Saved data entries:
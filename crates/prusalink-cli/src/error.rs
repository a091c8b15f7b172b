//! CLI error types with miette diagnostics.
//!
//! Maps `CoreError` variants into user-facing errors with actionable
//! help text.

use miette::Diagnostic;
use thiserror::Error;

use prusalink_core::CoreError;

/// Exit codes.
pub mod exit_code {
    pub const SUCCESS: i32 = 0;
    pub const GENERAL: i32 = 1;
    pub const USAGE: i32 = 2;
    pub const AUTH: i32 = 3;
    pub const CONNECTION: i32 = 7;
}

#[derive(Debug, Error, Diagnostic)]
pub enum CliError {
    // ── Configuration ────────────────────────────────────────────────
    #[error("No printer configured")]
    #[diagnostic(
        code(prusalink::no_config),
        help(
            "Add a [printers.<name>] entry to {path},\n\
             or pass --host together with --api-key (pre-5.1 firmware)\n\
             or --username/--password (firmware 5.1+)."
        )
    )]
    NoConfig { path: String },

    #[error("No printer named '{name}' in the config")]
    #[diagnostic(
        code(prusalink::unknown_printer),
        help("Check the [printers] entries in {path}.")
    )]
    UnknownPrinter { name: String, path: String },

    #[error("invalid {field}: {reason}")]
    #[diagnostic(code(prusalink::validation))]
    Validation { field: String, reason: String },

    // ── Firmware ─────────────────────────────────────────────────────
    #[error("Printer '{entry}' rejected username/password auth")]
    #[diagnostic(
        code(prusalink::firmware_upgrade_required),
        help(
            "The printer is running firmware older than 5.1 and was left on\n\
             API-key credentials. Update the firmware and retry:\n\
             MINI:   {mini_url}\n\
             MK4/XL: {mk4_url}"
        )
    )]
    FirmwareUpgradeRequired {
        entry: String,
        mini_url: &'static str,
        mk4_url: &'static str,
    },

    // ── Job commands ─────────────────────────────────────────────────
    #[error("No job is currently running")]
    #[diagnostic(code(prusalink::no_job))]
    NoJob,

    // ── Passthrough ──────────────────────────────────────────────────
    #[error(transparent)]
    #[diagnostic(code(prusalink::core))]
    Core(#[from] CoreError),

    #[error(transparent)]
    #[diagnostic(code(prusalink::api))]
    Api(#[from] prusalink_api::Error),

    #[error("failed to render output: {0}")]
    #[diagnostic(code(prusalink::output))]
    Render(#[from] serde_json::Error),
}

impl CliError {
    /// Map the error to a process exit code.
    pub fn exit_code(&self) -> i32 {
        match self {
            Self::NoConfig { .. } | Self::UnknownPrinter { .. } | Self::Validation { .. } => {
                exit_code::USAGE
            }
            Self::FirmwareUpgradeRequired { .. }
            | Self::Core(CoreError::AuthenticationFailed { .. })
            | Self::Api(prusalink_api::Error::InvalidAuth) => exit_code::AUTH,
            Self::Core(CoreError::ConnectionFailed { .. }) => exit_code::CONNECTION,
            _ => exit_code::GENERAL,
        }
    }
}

* * *

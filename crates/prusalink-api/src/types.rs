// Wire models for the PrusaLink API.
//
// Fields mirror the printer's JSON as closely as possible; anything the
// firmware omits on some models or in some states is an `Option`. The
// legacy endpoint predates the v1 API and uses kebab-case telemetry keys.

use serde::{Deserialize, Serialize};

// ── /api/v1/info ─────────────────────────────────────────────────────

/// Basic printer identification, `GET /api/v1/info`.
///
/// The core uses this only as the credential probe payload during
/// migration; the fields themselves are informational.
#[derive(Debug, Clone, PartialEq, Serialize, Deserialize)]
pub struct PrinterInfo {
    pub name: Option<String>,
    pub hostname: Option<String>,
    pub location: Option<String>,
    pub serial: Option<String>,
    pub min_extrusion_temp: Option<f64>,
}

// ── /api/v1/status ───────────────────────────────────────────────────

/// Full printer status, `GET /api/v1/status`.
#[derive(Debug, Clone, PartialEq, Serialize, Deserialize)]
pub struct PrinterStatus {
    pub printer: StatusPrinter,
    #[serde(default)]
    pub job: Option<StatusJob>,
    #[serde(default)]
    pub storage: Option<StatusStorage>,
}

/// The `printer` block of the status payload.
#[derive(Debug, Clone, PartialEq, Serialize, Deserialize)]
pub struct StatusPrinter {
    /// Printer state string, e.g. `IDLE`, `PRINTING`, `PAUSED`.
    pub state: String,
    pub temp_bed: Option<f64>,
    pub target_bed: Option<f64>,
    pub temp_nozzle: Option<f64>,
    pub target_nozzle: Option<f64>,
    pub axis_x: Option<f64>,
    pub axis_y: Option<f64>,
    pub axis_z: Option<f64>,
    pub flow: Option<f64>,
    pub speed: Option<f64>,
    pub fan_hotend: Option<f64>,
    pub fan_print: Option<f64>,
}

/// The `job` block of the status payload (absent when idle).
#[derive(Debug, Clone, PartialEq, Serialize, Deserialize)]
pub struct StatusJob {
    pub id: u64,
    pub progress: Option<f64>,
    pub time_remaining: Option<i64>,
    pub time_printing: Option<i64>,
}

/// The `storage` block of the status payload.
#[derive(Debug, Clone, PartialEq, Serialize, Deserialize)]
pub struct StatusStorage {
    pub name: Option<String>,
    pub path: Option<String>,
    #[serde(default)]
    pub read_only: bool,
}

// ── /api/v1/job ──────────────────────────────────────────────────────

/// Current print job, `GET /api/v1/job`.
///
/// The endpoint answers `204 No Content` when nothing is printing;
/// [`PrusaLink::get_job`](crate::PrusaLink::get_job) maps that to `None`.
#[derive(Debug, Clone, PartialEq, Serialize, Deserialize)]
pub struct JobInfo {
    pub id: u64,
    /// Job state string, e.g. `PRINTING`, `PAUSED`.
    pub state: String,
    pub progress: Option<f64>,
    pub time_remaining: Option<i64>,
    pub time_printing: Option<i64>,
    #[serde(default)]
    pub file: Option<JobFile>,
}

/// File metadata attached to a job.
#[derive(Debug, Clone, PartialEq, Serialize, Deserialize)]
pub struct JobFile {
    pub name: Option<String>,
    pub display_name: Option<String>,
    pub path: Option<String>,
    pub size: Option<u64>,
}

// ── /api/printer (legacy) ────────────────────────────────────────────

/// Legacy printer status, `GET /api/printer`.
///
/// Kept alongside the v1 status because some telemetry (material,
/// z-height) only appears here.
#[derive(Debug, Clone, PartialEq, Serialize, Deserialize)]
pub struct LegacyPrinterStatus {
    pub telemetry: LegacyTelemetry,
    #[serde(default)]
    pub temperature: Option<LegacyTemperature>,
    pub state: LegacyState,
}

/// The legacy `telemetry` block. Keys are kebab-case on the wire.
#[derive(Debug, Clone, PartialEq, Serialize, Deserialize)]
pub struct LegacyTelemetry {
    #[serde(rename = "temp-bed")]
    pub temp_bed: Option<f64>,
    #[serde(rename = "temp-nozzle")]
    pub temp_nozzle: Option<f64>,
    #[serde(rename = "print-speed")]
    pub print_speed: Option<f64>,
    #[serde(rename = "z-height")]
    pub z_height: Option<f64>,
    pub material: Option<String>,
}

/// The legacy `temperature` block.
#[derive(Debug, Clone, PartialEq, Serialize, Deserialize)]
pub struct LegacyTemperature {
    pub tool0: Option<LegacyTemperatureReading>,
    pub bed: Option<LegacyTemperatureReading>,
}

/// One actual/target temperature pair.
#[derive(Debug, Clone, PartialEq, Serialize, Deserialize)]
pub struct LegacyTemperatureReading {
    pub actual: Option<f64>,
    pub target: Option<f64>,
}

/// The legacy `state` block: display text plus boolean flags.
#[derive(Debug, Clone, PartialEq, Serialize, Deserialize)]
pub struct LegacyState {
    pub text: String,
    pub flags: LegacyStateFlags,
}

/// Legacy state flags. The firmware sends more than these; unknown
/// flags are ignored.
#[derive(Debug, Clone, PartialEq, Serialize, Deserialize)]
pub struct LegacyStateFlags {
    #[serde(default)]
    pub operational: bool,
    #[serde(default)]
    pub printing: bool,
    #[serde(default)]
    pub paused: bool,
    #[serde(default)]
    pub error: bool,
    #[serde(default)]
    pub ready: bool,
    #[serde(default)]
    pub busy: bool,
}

TO DO: Among the lines of the records above, count those containing the word "uses", then give the number by itself.

EXERCISE RESPONSE: 2